TASK
Report, in full, each line of the material below in which the string "metadata" occurs.

DATASET RECORDS
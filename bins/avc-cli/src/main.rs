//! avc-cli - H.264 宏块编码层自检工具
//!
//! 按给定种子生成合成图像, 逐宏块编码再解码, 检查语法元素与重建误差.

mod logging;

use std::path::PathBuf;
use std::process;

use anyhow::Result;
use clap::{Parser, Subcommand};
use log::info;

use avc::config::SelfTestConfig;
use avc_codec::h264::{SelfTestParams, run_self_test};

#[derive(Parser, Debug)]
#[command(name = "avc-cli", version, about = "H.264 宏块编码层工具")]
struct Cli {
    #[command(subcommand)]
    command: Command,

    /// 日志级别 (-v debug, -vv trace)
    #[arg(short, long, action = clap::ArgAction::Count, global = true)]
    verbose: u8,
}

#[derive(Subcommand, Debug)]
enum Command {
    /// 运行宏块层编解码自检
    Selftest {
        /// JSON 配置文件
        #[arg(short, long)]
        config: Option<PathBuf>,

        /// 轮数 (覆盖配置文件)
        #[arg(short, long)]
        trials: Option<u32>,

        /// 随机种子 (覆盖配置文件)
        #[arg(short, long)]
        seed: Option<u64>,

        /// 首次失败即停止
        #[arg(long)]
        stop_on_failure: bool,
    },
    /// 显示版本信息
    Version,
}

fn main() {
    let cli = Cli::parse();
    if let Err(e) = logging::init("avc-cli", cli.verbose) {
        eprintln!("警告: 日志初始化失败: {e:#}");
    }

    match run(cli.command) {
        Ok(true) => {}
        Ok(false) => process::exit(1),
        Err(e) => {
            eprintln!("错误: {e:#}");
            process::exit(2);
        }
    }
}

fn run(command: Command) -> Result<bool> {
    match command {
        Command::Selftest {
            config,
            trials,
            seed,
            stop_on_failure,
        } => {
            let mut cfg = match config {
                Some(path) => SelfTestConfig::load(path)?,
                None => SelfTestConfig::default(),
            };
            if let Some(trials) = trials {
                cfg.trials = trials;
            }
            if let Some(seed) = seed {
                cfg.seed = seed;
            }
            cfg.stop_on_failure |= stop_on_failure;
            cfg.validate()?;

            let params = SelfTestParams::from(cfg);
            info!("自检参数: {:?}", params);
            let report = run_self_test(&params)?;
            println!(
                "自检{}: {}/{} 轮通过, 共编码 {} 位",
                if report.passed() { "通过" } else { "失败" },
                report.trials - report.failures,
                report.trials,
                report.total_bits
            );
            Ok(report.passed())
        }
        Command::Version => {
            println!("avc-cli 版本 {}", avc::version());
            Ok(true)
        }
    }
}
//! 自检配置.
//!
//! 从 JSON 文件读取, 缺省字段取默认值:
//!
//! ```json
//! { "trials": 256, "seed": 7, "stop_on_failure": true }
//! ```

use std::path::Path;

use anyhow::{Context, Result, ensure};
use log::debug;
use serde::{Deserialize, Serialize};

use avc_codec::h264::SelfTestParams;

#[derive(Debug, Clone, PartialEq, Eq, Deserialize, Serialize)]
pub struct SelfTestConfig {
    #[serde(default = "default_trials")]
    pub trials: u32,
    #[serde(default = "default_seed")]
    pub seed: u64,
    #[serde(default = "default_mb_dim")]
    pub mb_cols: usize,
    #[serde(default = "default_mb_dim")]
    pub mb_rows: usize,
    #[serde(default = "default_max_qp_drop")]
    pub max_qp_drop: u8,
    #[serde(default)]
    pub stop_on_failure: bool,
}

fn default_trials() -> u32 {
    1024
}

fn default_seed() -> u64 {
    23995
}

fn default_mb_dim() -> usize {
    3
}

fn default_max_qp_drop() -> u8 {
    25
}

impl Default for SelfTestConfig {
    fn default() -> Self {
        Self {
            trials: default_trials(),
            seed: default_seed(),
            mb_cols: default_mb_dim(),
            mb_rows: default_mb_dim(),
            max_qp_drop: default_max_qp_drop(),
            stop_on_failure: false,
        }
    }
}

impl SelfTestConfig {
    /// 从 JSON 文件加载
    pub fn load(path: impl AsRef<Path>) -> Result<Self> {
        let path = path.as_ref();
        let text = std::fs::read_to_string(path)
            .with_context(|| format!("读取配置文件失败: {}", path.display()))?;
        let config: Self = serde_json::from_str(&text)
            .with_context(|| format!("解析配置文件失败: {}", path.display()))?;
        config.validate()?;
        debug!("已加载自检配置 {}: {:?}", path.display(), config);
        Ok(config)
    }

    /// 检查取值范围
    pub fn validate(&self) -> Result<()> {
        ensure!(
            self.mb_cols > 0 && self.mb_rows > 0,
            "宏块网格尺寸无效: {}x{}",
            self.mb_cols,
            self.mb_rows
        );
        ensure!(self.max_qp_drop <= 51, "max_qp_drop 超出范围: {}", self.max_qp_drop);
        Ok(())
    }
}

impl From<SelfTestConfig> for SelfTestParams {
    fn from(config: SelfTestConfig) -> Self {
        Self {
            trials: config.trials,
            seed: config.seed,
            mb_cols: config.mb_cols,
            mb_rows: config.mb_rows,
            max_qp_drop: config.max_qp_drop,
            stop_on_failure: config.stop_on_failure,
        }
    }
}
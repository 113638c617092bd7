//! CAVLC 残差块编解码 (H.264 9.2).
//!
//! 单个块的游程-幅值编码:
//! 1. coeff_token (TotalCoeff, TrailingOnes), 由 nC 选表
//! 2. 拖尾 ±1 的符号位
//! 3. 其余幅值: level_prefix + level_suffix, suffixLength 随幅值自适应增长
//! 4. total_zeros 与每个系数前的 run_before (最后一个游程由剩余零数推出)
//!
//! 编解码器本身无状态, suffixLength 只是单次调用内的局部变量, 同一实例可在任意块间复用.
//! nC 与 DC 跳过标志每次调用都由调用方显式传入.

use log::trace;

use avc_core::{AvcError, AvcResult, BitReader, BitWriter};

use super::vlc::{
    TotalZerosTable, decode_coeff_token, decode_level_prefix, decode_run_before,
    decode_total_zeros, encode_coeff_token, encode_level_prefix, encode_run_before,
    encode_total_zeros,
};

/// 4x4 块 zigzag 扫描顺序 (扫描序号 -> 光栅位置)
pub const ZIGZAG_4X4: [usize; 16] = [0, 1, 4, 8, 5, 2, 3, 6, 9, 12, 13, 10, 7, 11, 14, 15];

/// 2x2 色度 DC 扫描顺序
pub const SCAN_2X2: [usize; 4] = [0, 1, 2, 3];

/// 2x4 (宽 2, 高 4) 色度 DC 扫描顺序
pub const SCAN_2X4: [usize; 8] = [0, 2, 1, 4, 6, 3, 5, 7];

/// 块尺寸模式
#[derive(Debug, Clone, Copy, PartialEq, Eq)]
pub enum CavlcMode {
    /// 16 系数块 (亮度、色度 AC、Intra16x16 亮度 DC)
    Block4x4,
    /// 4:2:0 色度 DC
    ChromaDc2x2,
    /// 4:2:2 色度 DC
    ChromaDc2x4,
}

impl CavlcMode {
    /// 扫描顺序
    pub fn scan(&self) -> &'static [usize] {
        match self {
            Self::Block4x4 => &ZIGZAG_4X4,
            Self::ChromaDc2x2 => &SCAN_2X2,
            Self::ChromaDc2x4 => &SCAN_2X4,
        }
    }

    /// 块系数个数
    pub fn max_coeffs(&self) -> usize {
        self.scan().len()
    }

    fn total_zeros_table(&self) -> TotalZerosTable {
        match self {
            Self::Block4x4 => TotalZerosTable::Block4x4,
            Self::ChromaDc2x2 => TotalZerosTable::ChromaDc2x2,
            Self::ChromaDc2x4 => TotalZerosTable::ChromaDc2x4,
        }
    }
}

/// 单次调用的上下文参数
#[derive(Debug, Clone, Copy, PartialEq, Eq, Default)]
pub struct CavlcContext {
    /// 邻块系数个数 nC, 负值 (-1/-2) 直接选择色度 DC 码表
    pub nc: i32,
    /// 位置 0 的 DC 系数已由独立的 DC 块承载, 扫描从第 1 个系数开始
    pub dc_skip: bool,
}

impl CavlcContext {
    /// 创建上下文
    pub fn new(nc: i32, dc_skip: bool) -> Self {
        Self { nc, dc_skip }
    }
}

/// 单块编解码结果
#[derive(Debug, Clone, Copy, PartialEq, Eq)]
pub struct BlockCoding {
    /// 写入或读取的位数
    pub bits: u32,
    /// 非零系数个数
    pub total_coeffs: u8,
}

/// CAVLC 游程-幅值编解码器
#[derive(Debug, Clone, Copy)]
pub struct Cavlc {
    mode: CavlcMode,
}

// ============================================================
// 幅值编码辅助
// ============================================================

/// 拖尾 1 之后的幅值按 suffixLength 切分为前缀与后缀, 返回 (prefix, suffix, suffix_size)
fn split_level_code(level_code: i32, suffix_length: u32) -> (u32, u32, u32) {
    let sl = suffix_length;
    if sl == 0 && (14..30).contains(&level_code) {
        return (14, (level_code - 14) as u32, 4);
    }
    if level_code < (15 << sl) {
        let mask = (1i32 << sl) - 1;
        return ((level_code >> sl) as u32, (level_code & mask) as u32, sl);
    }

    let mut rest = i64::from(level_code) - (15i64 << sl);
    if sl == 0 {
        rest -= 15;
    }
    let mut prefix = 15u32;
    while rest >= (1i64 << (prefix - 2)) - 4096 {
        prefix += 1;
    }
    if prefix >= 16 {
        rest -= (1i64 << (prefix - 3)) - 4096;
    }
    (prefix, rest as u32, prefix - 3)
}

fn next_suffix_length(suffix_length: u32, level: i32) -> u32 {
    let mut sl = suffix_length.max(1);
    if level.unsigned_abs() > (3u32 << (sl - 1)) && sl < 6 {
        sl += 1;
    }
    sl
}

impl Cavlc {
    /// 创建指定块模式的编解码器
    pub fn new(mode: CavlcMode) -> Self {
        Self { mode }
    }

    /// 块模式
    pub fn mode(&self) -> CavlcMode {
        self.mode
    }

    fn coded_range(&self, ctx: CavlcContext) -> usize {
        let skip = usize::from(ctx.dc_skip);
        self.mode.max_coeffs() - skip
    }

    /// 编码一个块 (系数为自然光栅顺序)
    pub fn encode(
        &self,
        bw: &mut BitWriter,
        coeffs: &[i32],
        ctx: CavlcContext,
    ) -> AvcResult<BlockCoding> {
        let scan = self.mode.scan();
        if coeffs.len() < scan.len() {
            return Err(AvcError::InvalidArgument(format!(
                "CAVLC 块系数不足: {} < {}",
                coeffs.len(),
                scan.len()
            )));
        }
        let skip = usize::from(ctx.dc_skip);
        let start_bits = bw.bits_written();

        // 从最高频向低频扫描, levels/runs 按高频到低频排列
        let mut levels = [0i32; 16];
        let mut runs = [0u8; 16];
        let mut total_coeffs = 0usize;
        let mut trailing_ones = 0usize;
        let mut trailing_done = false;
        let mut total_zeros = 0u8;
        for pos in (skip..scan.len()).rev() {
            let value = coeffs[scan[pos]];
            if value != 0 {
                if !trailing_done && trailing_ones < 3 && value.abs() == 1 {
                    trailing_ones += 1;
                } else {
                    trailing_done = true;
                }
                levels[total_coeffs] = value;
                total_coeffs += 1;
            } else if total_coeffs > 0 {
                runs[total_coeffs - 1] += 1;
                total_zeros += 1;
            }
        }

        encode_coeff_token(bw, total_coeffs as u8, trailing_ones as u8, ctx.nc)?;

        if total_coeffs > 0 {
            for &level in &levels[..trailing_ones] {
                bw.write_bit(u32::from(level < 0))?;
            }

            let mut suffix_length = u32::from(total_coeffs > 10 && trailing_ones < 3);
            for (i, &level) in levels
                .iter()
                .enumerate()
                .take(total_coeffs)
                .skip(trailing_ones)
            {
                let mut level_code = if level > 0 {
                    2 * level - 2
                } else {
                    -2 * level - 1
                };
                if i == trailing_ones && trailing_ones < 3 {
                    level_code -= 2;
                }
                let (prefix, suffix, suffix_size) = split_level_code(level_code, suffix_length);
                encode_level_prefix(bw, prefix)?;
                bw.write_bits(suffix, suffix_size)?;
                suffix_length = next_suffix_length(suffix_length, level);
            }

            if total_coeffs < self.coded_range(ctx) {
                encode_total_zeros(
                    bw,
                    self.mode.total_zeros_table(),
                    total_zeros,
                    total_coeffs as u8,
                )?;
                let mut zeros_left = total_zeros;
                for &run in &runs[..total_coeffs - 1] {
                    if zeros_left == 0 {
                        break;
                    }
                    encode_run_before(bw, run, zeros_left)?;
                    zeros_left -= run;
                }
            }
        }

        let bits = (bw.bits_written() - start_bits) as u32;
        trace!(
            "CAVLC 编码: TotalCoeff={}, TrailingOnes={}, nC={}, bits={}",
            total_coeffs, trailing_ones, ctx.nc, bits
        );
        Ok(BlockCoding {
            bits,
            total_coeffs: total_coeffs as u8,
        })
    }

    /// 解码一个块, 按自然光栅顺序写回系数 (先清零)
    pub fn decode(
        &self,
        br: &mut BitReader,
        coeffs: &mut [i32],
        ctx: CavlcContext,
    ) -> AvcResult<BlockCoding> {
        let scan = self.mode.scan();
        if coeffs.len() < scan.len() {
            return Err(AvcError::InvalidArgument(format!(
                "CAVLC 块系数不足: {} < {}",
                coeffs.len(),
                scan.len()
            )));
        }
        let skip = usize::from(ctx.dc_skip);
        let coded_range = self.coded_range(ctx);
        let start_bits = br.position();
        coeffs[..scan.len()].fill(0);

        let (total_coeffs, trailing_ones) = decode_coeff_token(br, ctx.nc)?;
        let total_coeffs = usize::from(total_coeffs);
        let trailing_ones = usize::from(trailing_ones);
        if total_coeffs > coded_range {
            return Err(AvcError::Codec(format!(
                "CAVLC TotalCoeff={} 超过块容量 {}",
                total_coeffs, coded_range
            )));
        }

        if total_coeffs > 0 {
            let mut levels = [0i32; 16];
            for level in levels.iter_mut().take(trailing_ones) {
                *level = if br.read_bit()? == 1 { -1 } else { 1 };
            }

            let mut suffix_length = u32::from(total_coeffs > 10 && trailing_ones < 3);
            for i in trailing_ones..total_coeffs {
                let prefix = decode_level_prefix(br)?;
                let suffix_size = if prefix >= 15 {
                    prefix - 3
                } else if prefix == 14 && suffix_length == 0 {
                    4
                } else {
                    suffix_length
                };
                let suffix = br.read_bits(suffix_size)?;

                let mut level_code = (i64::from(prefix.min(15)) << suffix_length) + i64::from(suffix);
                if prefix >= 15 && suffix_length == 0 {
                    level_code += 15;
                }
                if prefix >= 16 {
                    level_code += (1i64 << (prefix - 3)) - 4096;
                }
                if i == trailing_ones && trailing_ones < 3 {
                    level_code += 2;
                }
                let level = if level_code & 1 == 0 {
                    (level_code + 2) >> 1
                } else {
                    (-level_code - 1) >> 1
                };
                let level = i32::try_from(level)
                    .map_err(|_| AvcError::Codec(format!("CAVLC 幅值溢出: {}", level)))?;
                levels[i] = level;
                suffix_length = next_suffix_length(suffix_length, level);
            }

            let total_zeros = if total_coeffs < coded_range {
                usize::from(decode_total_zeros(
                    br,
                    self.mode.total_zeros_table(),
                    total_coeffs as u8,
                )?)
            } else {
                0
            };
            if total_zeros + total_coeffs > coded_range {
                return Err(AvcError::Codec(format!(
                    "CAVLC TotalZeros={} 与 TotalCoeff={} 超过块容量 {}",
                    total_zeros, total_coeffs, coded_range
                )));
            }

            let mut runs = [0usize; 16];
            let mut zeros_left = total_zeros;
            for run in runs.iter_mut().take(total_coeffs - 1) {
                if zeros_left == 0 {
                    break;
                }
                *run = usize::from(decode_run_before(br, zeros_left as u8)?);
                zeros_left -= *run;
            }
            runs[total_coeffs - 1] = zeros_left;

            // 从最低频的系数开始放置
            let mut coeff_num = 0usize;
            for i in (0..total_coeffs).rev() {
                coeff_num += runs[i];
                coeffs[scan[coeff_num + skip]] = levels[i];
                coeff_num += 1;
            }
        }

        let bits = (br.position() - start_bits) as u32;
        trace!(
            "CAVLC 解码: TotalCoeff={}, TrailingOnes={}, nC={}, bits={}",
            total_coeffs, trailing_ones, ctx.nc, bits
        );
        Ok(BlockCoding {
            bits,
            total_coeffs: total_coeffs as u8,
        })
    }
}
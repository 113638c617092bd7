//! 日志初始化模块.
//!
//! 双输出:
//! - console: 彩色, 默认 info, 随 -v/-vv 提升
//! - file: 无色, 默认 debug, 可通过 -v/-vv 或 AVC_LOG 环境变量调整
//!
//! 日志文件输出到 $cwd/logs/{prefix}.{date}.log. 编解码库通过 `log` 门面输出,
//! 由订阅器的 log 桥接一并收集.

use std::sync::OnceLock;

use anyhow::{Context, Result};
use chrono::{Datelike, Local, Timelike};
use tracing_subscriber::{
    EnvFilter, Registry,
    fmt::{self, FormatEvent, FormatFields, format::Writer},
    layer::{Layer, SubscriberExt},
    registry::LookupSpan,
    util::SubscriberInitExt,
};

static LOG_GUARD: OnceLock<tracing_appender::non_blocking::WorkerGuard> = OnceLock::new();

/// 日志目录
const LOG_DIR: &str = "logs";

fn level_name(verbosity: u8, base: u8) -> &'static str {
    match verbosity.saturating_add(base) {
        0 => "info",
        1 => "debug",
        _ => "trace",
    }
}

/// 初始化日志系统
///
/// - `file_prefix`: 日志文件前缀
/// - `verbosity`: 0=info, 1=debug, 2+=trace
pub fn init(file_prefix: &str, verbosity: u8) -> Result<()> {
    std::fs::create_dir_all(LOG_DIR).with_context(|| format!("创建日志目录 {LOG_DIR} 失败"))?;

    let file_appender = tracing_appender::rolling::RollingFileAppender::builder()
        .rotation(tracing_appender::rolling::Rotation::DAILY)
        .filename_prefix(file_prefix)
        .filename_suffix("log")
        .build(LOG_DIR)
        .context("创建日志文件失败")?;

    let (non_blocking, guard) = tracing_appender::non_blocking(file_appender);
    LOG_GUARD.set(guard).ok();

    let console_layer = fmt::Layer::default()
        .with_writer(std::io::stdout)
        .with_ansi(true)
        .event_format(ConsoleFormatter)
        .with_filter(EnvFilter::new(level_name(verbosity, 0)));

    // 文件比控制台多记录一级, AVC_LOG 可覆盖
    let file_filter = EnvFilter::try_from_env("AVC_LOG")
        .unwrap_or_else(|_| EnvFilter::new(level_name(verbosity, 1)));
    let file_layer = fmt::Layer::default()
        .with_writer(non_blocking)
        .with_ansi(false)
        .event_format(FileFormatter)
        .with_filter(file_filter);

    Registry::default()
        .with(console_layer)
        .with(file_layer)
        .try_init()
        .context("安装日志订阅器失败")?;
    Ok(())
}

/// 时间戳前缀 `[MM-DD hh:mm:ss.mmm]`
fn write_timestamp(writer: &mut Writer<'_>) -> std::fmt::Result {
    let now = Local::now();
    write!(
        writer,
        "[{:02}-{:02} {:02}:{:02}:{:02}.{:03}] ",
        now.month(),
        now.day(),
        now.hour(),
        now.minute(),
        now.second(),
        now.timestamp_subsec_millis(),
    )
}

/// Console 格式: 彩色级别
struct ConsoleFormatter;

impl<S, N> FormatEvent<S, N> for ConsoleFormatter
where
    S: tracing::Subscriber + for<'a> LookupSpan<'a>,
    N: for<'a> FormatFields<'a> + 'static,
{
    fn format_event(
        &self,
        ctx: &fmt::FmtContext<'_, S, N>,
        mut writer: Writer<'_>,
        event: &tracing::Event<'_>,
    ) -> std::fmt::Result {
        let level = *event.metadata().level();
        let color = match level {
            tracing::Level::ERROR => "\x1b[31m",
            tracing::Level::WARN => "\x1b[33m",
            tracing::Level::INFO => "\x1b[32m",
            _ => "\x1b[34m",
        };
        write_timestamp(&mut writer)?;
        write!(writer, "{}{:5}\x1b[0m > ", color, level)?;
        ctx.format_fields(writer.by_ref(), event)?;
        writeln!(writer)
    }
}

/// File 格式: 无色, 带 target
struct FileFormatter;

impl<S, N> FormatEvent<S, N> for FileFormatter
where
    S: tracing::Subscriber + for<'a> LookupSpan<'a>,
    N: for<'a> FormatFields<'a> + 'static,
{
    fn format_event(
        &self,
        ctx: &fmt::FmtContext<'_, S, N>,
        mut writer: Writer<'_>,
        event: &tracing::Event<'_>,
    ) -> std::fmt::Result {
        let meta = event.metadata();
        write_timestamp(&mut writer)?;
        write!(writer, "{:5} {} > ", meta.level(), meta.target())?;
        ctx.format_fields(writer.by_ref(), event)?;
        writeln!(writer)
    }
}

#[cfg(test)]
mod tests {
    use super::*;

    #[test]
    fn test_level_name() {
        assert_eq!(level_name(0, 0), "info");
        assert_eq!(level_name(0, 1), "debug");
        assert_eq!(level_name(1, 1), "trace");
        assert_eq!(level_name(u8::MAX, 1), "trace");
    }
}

TASK RESULT
        let level = *event.metadata().level();
        let meta = event.metadata();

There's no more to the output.